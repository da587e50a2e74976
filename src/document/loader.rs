//! PDF page text extraction
//!
//! Yields one text record per page in page order. Every failure mode
//! (missing file, unparsable PDF, zero pages, zero extractable characters)
//! surfaces as `RagError::DocumentRead` so a load call is all-or-nothing.

use std::path::Path;

use lopdf::Document;
use serde::{Deserialize, Serialize};
use tracing::{debug, info};

use crate::errors::{RagError, Result};

/// Raw text extracted from a single PDF page
#[derive(Debug, Clone, Serialize, Deserialize)]
pub struct PageText {
    /// 1-based page number
    pub number: u32,
    /// Extracted text content (may be empty for image-only pages)
    pub text: String,
}

/// Extract page-ordered text from a PDF file
pub fn extract_pages(path: &Path) -> Result<Vec<PageText>> {
    if !path.exists() {
        return Err(RagError::DocumentRead(format!(
            "file not found: {}",
            path.display()
        )));
    }

    info!(path = %path.display(), "loading document");

    let doc = Document::load(path)
        .map_err(|e| RagError::DocumentRead(format!("{}: {}", path.display(), e)))?;

    let page_numbers: Vec<u32> = doc.get_pages().keys().copied().collect();
    if page_numbers.is_empty() {
        return Err(RagError::DocumentRead(format!(
            "no pages in document: {}",
            path.display()
        )));
    }

    let mut pages = Vec::with_capacity(page_numbers.len());
    for number in page_numbers {
        // Image-only pages extract to empty text; keep them so page
        // numbering stays aligned with the source document.
        let text = doc.extract_text(&[number]).unwrap_or_default();
        debug!(page = number, chars = text.len(), "extracted page");
        pages.push(PageText { number, text });
    }

    if pages.iter().all(|p| p.text.trim().is_empty()) {
        return Err(RagError::DocumentRead(format!(
            "no extractable text in document: {}",
            path.display()
        )));
    }

    info!(pages = pages.len(), "document loaded");
    Ok(pages)
}

#[cfg(test)]
mod tests {
    use super::*;
    use std::io::Write;
    use tempfile::NamedTempFile;

    #[test]
    fn test_missing_file_is_document_read_error() {
        let err = extract_pages(Path::new("/nonexistent/file.pdf")).unwrap_err();
        assert!(matches!(err, RagError::DocumentRead(_)));
        assert!(err.to_string().contains("file not found"));
    }

    #[test]
    fn test_unparsable_file_is_document_read_error() {
        let mut file = NamedTempFile::new().unwrap();
        file.write_all(b"this is not a pdf").unwrap();

        let err = extract_pages(file.path()).unwrap_err();
        assert!(matches!(err, RagError::DocumentRead(_)));
    }
}
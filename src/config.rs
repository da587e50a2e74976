//! Persistent configuration
//!
//! TOML file at `~/.pdfqa/config.toml`, created with defaults on first load.

use serde::{Deserialize, Serialize};
use std::fs;
use std::path::PathBuf;

use crate::document::chunker::ChunkerConfig;
use crate::errors::{RagError, Result};
use crate::generation::ollama::{DEFAULT_MODEL, DEFAULT_OLLAMA_URL};
use crate::qa::agent::{AgentConfig, DEFAULT_TOP_K};

#[derive(Debug, Clone, Serialize, Deserialize, Default)]
pub struct Config {
    #[serde(default)]
    pub ollama: OllamaConfig,
    #[serde(default)]
    pub retrieval: RetrievalConfig,
}

#[derive(Debug, Clone, Serialize, Deserialize)]
pub struct OllamaConfig {
    pub base_url: String,
    pub model: String,
}

impl Default for OllamaConfig {
    fn default() -> Self {
        Self {
            base_url: DEFAULT_OLLAMA_URL.to_string(),
            model: DEFAULT_MODEL.to_string(),
        }
    }
}

#[derive(Debug, Clone, Serialize, Deserialize)]
pub struct RetrievalConfig {
    pub chunk_size: usize,
    pub chunk_overlap: usize,
    pub top_k: usize,
}

impl Default for RetrievalConfig {
    fn default() -> Self {
        Self {
            chunk_size: 1000,
            chunk_overlap: 200,
            top_k: DEFAULT_TOP_K,
        }
    }
}

impl Config {
    /// Load configuration from file, creating the default if it doesn't exist
    pub fn load() -> Result<Self> {
        let config_path = Self::config_path()?;

        if !config_path.exists() {
            let config = Config::default();
            config.save()?;
            return Ok(config);
        }

        let contents = fs::read_to_string(&config_path)?;
        let config: Config = toml::from_str(&contents)
            .map_err(|e| RagError::Config(format!("failed to parse config file: {}", e)))?;

        Ok(config)
    }

    /// Save configuration to file
    pub fn save(&self) -> Result<()> {
        let config_path = Self::config_path()?;

        if let Some(parent) = config_path.parent() {
            fs::create_dir_all(parent)?;
        }

        let toml_string = toml::to_string_pretty(self)
            .map_err(|e| RagError::Config(format!("failed to serialize config: {}", e)))?;
        fs::write(&config_path, toml_string)?;

        Ok(())
    }

    /// Get the configuration file path
    pub fn config_path() -> Result<PathBuf> {
        let home = dirs::home_dir()
            .ok_or_else(|| RagError::Config("could not determine home directory".to_string()))?;

        Ok(home.join(".pdfqa").join("config.toml"))
    }

    /// Agent configuration derived from the retrieval section
    pub fn agent_config(&self) -> AgentConfig {
        AgentConfig {
            chunker: ChunkerConfig {
                chunk_size: self.retrieval.chunk_size,
                chunk_overlap: self.retrieval.chunk_overlap,
            },
            top_k: self.retrieval.top_k,
        }
    }
}
//! TR-010: Kubernetes/OpenShift manifest loading with `{{variable}}`
//! substitution from the devfile's global variables.

use crate::core::error::EngineError;
use crate::core::source::{join_uri, DocumentSource};
use crate::core::types::Devfile;
use indexmap::IndexMap;
use regex::{Captures, Regex};
use std::sync::LazyLock;

static VARIABLE: LazyLock<Regex> =
    LazyLock::new(|| Regex::new(r"\{\{\s*(.*?)\s*\}\}").expect("valid regex"));

/// Replace every `{{ key }}` in `text`. Keys missing from `variables` are
/// collected and reported together.
pub fn substitute_variables(
    variables: &IndexMap<String, String>,
    text: &str,
) -> Result<String, EngineError> {
    let mut missing: Vec<String> = Vec::new();
    let replaced = VARIABLE.replace_all(text, |caps: &Captures<'_>| {
        let key = &caps[1];
        match variables.get(key) {
            Some(value) => value.clone(),
            None => {
                if !missing.iter().any(|m| m == key) {
                    missing.push(key.to_string());
                }
                caps[0].to_string()
            }
        }
    });
    if missing.is_empty() {
        Ok(replaced.into_owned())
    } else {
        Err(EngineError::InvalidVariableKeys { keys: missing })
    }
}

/// Content of the named kubernetes/openshift component, inlined or fetched by
/// URI relative to `location`, with variables substituted.
pub fn manifest_with_variables(
    devfile: &Devfile,
    component: &str,
    source: &dyn DocumentSource,
    location: &str,
) -> Result<String, EngineError> {
    let manifest = match devfile.components_named(component).as_slice() {
        [] => {
            return Err(EngineError::ComponentNotExist {
                name: component.to_string(),
            })
        }
        [one] => one.as_manifest().ok_or_else(|| EngineError::WrongComponentType {
            component: component.to_string(),
            expected: "kubernetes or openshift",
        })?,
        _ => {
            return Err(EngineError::ComponentsWithSameName {
                name: component.to_string(),
            })
        }
    };

    let content = match manifest.uri.as_deref().filter(|u| !u.is_empty()) {
        Some(uri) => {
            let manifest_err = |source| EngineError::Manifest {
                component: component.to_string(),
                source,
            };
            let resolved = join_uri(location, uri).map_err(manifest_err)?;
            let raw = source.fetch(&resolved).map_err(manifest_err)?;
            String::from_utf8_lossy(&raw).into_owned()
        }
        None => manifest.inlined.clone().unwrap_or_default(),
    };
    substitute_variables(&devfile.variables, &content)
}
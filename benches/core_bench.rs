//! Benchmarks for trellis core operations.
//!
//! Run with: cargo bench
//!
//! Results include 95% confidence intervals via Criterion.

use criterion::{black_box, criterion_group, criterion_main, BenchmarkId, Criterion};
use trellis::core::parser::{parse_devfile, YamlSchema};
use trellis::core::resolver::Resolver;
use trellis::core::source::MemorySource;
use trellis::core::types::CommandGroupKind;
use trellis::engine::{select_default_command, CommandModel};

/// A devfile with `n` containers and an exec command per container.
fn devfile_yaml(n: usize, parent: Option<&str>) -> String {
    let mut yaml = String::from("schemaVersion: 2.2.0\nmetadata:\n  name: bench\n");
    if let Some(uri) = parent {
        yaml.push_str(&format!("parent:\n  uri: {}\n", uri));
    }
    yaml.push_str("components:\n");
    for i in 0..n {
        yaml.push_str(&format!(
            "  - name: c{i}\n    container:\n      image: alpine\n      endpoints:\n        - {{name: http-{i}, targetPort: {port}}}\n",
            port = 3000 + i
        ));
    }
    yaml.push_str("commands:\n");
    for i in 0..n {
        yaml.push_str(&format!(
            "  - id: cmd{i}\n    exec:\n      component: c{i}\n      commandLine: make {i}\n      group: {{kind: build, isDefault: {}}}\n",
            i == n - 1
        ));
    }
    yaml
}

fn bench_parse(c: &mut Criterion) {
    let mut group = c.benchmark_group("parse_devfile");
    for size in [4, 32, 128] {
        let yaml = devfile_yaml(size, None);
        group.bench_with_input(BenchmarkId::from_parameter(size), &yaml, |b, yaml| {
            b.iter(|| {
                let d = parse_devfile(black_box(yaml.as_bytes())).unwrap();
                black_box(d);
            });
        });
    }
    group.finish();
}

fn bench_resolve_parent(c: &mut Criterion) {
    let mut group = c.benchmark_group("resolve_parent");
    for size in [4, 32, 128] {
        let parent = devfile_yaml(size, None);
        let child = "schemaVersion: 2.2.0\nmetadata:\n  name: child\nparent:\n  uri: parent.yaml\ncomponents:\n  - name: extra\n    container: {image: busybox}\n";
        let source = MemorySource::new().with("parent.yaml", parent);
        group.bench_with_input(BenchmarkId::from_parameter(size), &child, |b, child| {
            let resolver = Resolver::new(&source, &YamlSchema);
            b.iter(|| {
                let d = resolver
                    .resolve_raw(black_box(child.as_bytes()), "devfile.yaml")
                    .unwrap();
                black_box(d);
            });
        });
    }
    group.finish();
}

fn bench_select_and_model(c: &mut Criterion) {
    let d = parse_devfile(devfile_yaml(64, None).as_bytes()).unwrap();
    c.bench_function("select_default_build", |b| {
        b.iter(|| {
            let cmd = select_default_command(black_box(&d), CommandGroupKind::Build).unwrap();
            black_box(CommandModel::new(&d, cmd).unwrap());
        });
    });
}

fn bench_chain_hash(c: &mut Criterion) {
    let raw = devfile_yaml(128, None);
    c.bench_function("blake3_document", |b| {
        b.iter(|| black_box(blake3::hash(black_box(raw.as_bytes()))));
    });
}

criterion_group!(
    benches,
    bench_parse,
    bench_resolve_parent,
    bench_select_and_model,
    bench_chain_hash,
);
criterion_main!(benches);
//! TR-002: Devfile parsing, validation and write-back.
//!
//! Parses devfile YAML through a pluggable `SchemaValidator` and validates
//! structural constraints:
//! - schemaVersion must be a 2.x semantic version
//! - component names and command ids must be unique
//! - exec/apply commands must reference existing components
//! - composite sub-commands and event bindings must reference existing commands

use super::error::{ConfigError, ParseError, ValidationError};
use super::types::*;
use regex::Regex;
use rustc_hash::FxHashSet;
use semver::Version;
use serde_yaml_ng::Value;
use std::path::Path;
use std::sync::LazyLock;

/// Supported schema major version.
pub const SUPPORTED_MAJOR: u64 = 2;

const COMPONENT_VARIANTS: &[&str] = &["container", "kubernetes", "openshift", "volume", "image"];
const COMMAND_VARIANTS: &[&str] = &["exec", "apply", "composite"];

/// Top-level block-style `schemaVersion: <number>` line.
static NUMERIC_VERSION_LINE: LazyLock<Regex> = LazyLock::new(|| {
    Regex::new(r"(?m)^schemaVersion[ \t]*:[ \t]*([0-9][0-9.]*)[ \t]*(?:#.*)?\r?$")
        .expect("valid regex")
});

/// Validates one raw document against its declared schema version and
/// decodes it.
pub trait SchemaValidator {
    fn validate(&self, raw: &[u8], schema_version: &str) -> Result<Devfile, ParseError>;
}

impl<T: SchemaValidator + ?Sized> SchemaValidator for &T {
    fn validate(&self, raw: &[u8], schema_version: &str) -> Result<Devfile, ParseError> {
        (**self).validate(raw, schema_version)
    }
}

/// Default validator: accepts schema major version 2 and decodes the YAML
/// shape with serde.
#[derive(Debug, Clone, Copy, Default)]
pub struct YamlSchema;

impl SchemaValidator for YamlSchema {
    fn validate(&self, raw: &[u8], schema_version: &str) -> Result<Devfile, ParseError> {
        let version = parse_schema_version(schema_version)?;
        if version.major != SUPPORTED_MAJOR {
            return Err(ParseError::UnsupportedSchemaVersion {
                version: schema_version.to_string(),
            });
        }
        let mut value: Value = serde_yaml_ng::from_slice(raw)?;
        check_single_variant(&value)?;
        // An unquoted `2.2` decodes as a float; store the normalized text.
        if let Some(map) = value.as_mapping_mut() {
            map.insert(Value::from("schemaVersion"), Value::from(schema_version));
        }
        Ok(serde_yaml_ng::from_value(value)?)
    }
}

/// Components and commands are tagged by exactly one variant key. serde
/// would keep the first and drop the rest, so extra keys are rejected here.
fn check_single_variant(doc: &Value) -> Result<(), ParseError> {
    for scope in [Some(doc), doc.get("parent")].into_iter().flatten() {
        check_entries(scope.get("components"), "component", "name", COMPONENT_VARIANTS)?;
        check_entries(scope.get("commands"), "command", "id", COMMAND_VARIANTS)?;
    }
    Ok(())
}

fn check_entries(
    list: Option<&Value>,
    category: &'static str,
    key_field: &str,
    variants: &[&str],
) -> Result<(), ParseError> {
    let Some(entries) = list.and_then(Value::as_sequence) else {
        return Ok(());
    };
    for entry in entries {
        let keys: Vec<String> = variants
            .iter()
            .filter(|v| entry.get(**v).is_some())
            .map(|v| v.to_string())
            .collect();
        if keys.len() > 1 {
            return Err(ParseError::MultipleVariants {
                category,
                name: entry
                    .get(key_field)
                    .and_then(Value::as_str)
                    .unwrap_or_default()
                    .to_string(),
                keys,
            });
        }
    }
    Ok(())
}

/// Read `schemaVersion` from raw bytes without decoding the rest.
///
/// An unquoted version decodes as a number, which loses text (`2.10` reads
/// as `2.1`). The scalar is then taken from the source line; a decimal that
/// cannot be recovered that way is rejected.
pub fn peek_schema_version(raw: &[u8]) -> Result<String, ParseError> {
    let value: Value = serde_yaml_ng::from_slice(raw)?;
    match value.get("schemaVersion") {
        Some(Value::String(s)) if !s.trim().is_empty() => Ok(s.trim().to_string()),
        Some(Value::Number(n)) => {
            let text = String::from_utf8_lossy(raw);
            if let Some(caps) = NUMERIC_VERSION_LINE.captures(&text) {
                return Ok(caps[1].to_string());
            }
            if n.is_f64() {
                return Err(ParseError::InvalidSchemaVersion {
                    version: n.to_string(),
                    reason: "unquoted decimal version is ambiguous; quote it".to_string(),
                });
            }
            Ok(n.to_string())
        }
        _ => Err(ParseError::MissingSchemaVersion),
    }
}

/// Parse a schema version, padding `2` and `2.2` to full semver.
pub fn parse_schema_version(version: &str) -> Result<Version, ParseError> {
    let trimmed = version.trim();
    let padded = match trimmed.matches('.').count() {
        0 => format!("{}.0.0", trimmed),
        1 => format!("{}.0", trimmed),
        _ => trimmed.to_string(),
    };
    Version::parse(&padded).map_err(|e| ParseError::InvalidSchemaVersion {
        version: version.to_string(),
        reason: e.to_string(),
    })
}

/// Peek the schema version, then hand the bytes to `validator`.
pub fn parse_with(validator: &dyn SchemaValidator, raw: &[u8]) -> Result<Devfile, ParseError> {
    let version = peek_schema_version(raw)?;
    validator.validate(raw, &version)
}

/// Parse a devfile with the default validator.
pub fn parse_devfile(raw: &[u8]) -> Result<Devfile, ParseError> {
    parse_with(&YamlSchema, raw)
}

/// Parse a devfile from disk.
pub fn parse_devfile_file(path: &Path) -> Result<Devfile, ParseError> {
    let raw = std::fs::read(path).map_err(|source| ParseError::Io {
        path: path.to_path_buf(),
        source,
    })?;
    parse_devfile(&raw)
}

/// Serialize a devfile and write it atomically (temp file, then rename).
pub fn write_devfile(path: &Path, devfile: &Devfile) -> Result<(), ConfigError> {
    let yaml = serde_yaml_ng::to_string(devfile)?;
    let tmp_path = path.with_extension("yaml.tmp");
    std::fs::write(&tmp_path, yaml).map_err(|source| ConfigError::Write {
        path: tmp_path.clone(),
        source,
    })?;
    std::fs::rename(&tmp_path, path).map_err(|source| ConfigError::Write {
        path: path.to_path_buf(),
        source,
    })
}

fn error(message: String) -> ValidationError {
    ValidationError { message }
}

/// Validate a parsed devfile. Returns a list of errors (empty = valid).
pub fn validate_devfile(devfile: &Devfile) -> Vec<ValidationError> {
    let mut errors = Vec::new();

    if devfile.schema_version.trim().is_empty() {
        errors.push(error("schemaVersion must not be empty".to_string()));
    }
    if devfile.metadata.name.as_deref().is_some_and(str::is_empty) {
        errors.push(error("metadata.name must not be empty".to_string()));
    }

    let mut names = FxHashSet::default();
    for component in &devfile.components {
        if component.name.is_empty() {
            errors.push(error("component with an empty name".to_string()));
        } else if !names.insert(component.name.as_str()) {
            errors.push(error(format!("duplicate component name '{}'", component.name)));
        }
    }

    let mut projects = FxHashSet::default();
    for project in devfile.projects.iter().chain(&devfile.starter_projects) {
        if !projects.insert(project.name.as_str()) {
            errors.push(error(format!("duplicate project name '{}'", project.name)));
        }
    }

    let mut ids = FxHashSet::default();
    for command in &devfile.commands {
        if command.id.is_empty() {
            errors.push(error("command with an empty id".to_string()));
        } else if !ids.insert(command.key()) {
            errors.push(error(format!("duplicate command id '{}'", command.id)));
        }
    }

    for command in &devfile.commands {
        match &command.kind {
            CommandKind::Exec(exec) => {
                if let Some(name) = &exec.component {
                    match devfile.component(name) {
                        None => errors.push(error(format!(
                            "command '{}' references unknown component '{}'",
                            command.id, name
                        ))),
                        Some(c) if c.as_container().is_none() => errors.push(error(format!(
                            "exec command '{}' must reference a container component, '{}' is a {}",
                            command.id,
                            name,
                            c.component_type()
                        ))),
                        Some(_) => {}
                    }
                }
            }
            CommandKind::Apply(apply) => {
                if let Some(name) = &apply.component {
                    if devfile.component(name).is_none() {
                        errors.push(error(format!(
                            "command '{}' references unknown component '{}'",
                            command.id, name
                        )));
                    }
                }
            }
            CommandKind::Composite(composite) => {
                for sub in &composite.commands {
                    if !ids.contains(&sub.to_lowercase()) {
                        errors.push(error(format!(
                            "composite command '{}' references unknown command '{}'",
                            command.id, sub
                        )));
                    }
                }
            }
        }
    }

    if let Some(events) = &devfile.events {
        for kind in EventKind::ALL {
            for id in events.get(kind) {
                if !ids.contains(&id.to_lowercase()) {
                    errors.push(error(format!(
                        "{} event references unknown command '{}'",
                        kind, id
                    )));
                }
            }
        }
    }

    errors
}
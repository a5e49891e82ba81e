//! TR-012: Local execution handler.
//!
//! Runs exec command lines through `bash` on this machine, in the project
//! directory. Image builds and cluster manifests are not handled locally.

use super::Request;
use crate::core::error::HandlerError;
use crate::core::types::{Command, CommandKind, Component};
use crate::engine::Handler;
use std::io::Write;
use std::path::{Path, PathBuf};
use std::process::Stdio;

/// Placeholder devfiles use for the project source directory.
const PROJECT_SOURCE: &str = "${PROJECT_SOURCE}";

/// Output from running a command line.
#[derive(Debug, Clone)]
pub struct ExecOutput {
    pub exit_code: i32,
    pub stdout: String,
    pub stderr: String,
}

impl ExecOutput {
    pub fn success(&self) -> bool {
        self.exit_code == 0
    }
}

#[derive(Debug, thiserror::Error)]
pub enum LocalError {
    #[error("failed to spawn bash: {0}")]
    Spawn(#[source] std::io::Error),

    #[error("stdin write error: {0}")]
    Stdin(#[source] std::io::Error),

    #[error("wait error: {0}")]
    Wait(#[source] std::io::Error),

    #[error("command '{id}' exited with code {exit_code}: {stderr}")]
    Failed {
        id: String,
        exit_code: i32,
        stderr: String,
    },

    #[error("{request}: not supported by the local handler")]
    UnsupportedRequest { request: String },
}

/// Run `script` with `bash` in `dir` with extra environment variables.
/// Uses bash (not sh/dash) so command lines may rely on bash syntax.
pub fn exec_local(
    script: &str,
    dir: &Path,
    env: &[(String, String)],
) -> Result<ExecOutput, LocalError> {
    let mut child = std::process::Command::new("bash")
        .current_dir(dir)
        .envs(env.iter().map(|(k, v)| (k.as_str(), v.as_str())))
        .stdin(Stdio::piped())
        .stdout(Stdio::piped())
        .stderr(Stdio::piped())
        .spawn()
        .map_err(LocalError::Spawn)?;

    if let Some(ref mut stdin) = child.stdin {
        stdin
            .write_all(script.as_bytes())
            .map_err(LocalError::Stdin)?;
    }

    let output = child.wait_with_output().map_err(LocalError::Wait)?;

    Ok(ExecOutput {
        exit_code: output.status.code().unwrap_or(-1),
        stdout: String::from_utf8_lossy(&output.stdout).to_string(),
        stderr: String::from_utf8_lossy(&output.stderr).to_string(),
    })
}

/// Runs exec commands on the local machine.
#[derive(Debug, Clone)]
pub struct LocalHandler {
    project_dir: PathBuf,
}

impl LocalHandler {
    pub fn new(project_dir: impl Into<PathBuf>) -> Self {
        Self {
            project_dir: project_dir.into(),
        }
    }

    /// Working directory for a command: `workingDir` with `${PROJECT_SOURCE}`
    /// expanded, relative paths taken from the project directory.
    fn working_dir(&self, working_dir: Option<&str>) -> PathBuf {
        match working_dir.filter(|w| !w.is_empty()) {
            None => self.project_dir.clone(),
            Some(w) => {
                let expanded = w.replace(PROJECT_SOURCE, &self.project_dir.to_string_lossy());
                self.project_dir.join(expanded)
            }
        }
    }
}

impl Handler for LocalHandler {
    fn apply_image(&self, component: &Component) -> Result<(), HandlerError> {
        Err(Box::new(LocalError::UnsupportedRequest {
            request: Request::ApplyImage(component.name.clone()).to_string(),
        }))
    }

    fn apply_kubernetes(&self, component: &Component) -> Result<(), HandlerError> {
        Err(Box::new(LocalError::UnsupportedRequest {
            request: Request::ApplyKubernetes(component.name.clone()).to_string(),
        }))
    }

    fn execute(&self, command: &Command) -> Result<(), HandlerError> {
        let CommandKind::Exec(exec) = &command.kind else {
            return Err(Box::new(LocalError::UnsupportedRequest {
                request: Request::Exec(command.id.clone()).to_string(),
            }));
        };
        let script = exec.command_line.as_deref().unwrap_or_default();
        let dir = self.working_dir(exec.working_dir.as_deref());
        let mut env: Vec<(String, String)> = vec![(
            "PROJECT_SOURCE".to_string(),
            self.project_dir.to_string_lossy().into_owned(),
        )];
        env.extend(exec.env.iter().map(|e| (e.name.clone(), e.value.clone())));

        tracing::debug!(command = %command.id, dir = %dir.display(), "running locally");
        let out = exec_local(script, &dir, &env)?;
        if !out.stdout.is_empty() {
            print!("{}", out.stdout);
        }
        if out.success() {
            Ok(())
        } else {
            Err(Box::new(LocalError::Failed {
                id: command.id.clone(),
                exit_code: out.exit_code,
                stderr: out.stderr.trim().to_string(),
            }))
        }
    }
}

#[cfg(test)]
mod tests {
    use super::*;

    fn exec(yaml: &str) -> Command {
        serde_yaml_ng::from_str(yaml).unwrap()
    }

    #[test]
    fn test_tr012_local_echo() {
        let dir = tempfile::tempdir().unwrap();
        let out = exec_local("echo hello", dir.path(), &[]).unwrap();
        assert!(out.success());
        assert_eq!(out.stdout.trim(), "hello");
    }

    #[test]
    fn test_tr012_local_failure() {
        let dir = tempfile::tempdir().unwrap();
        let out = exec_local("echo boom >&2; exit 42", dir.path(), &[]).unwrap();
        assert_eq!(out.exit_code, 42);
        assert!(out.stderr.contains("boom"));
    }

    #[test]
    fn test_tr012_local_env_and_dir() {
        let dir = tempfile::tempdir().unwrap();
        let env = vec![("GREETING".to_string(), "hi".to_string())];
        let out = exec_local("echo $GREETING; pwd", dir.path(), &env).unwrap();
        let lines: Vec<_> = out.stdout.lines().collect();
        assert_eq!(lines[0], "hi");
        assert!(lines[1].ends_with(dir.path().file_name().unwrap().to_str().unwrap()));
    }

    #[test]
    fn test_tr012_handler_runs_in_working_dir() {
        let dir = tempfile::tempdir().unwrap();
        std::fs::create_dir(dir.path().join("sub")).unwrap();
        let handler = LocalHandler::new(dir.path());
        let cmd = exec(
            "id: touch\nexec:\n  component: c\n  commandLine: touch \"$MARKER\"\n  workingDir: ${PROJECT_SOURCE}/sub\n  env:\n    - {name: MARKER, value: made}\n",
        );
        handler.execute(&cmd).unwrap();
        assert!(dir.path().join("sub/made").exists());
    }

    #[test]
    fn test_tr012_handler_reports_exit_code() {
        let dir = tempfile::tempdir().unwrap();
        let handler = LocalHandler::new(dir.path());
        let cmd = exec("id: fail\nexec: {component: c, commandLine: 'echo nope >&2; exit 3'}\n");
        let err = handler.execute(&cmd).unwrap_err();
        assert_eq!(err.to_string(), "command 'fail' exited with code 3: nope");
    }

    #[test]
    fn test_tr012_handler_rejects_cluster_requests() {
        let handler = LocalHandler::new(".");
        let k8s: Component =
            serde_yaml_ng::from_str("name: k\nkubernetes: {inlined: 'kind: Pod'}\n").unwrap();
        let err = handler.apply_kubernetes(&k8s).unwrap_err();
        assert!(err.to_string().contains("not supported"));
    }
}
————————
Which lines above run from the one containing "if !missing.iter().any(|m| m" down to the one containing "Ok(replaced.into_owned())"? Repeat exactly those, both ends included, and nothing else.

                if !missing.iter().any(|m| m == key) {
                    missing.push(key.to_string());
                }
                caps[0].to_string()
            }
        }
    });
    if missing.is_empty() {
        Ok(replaced.into_owned())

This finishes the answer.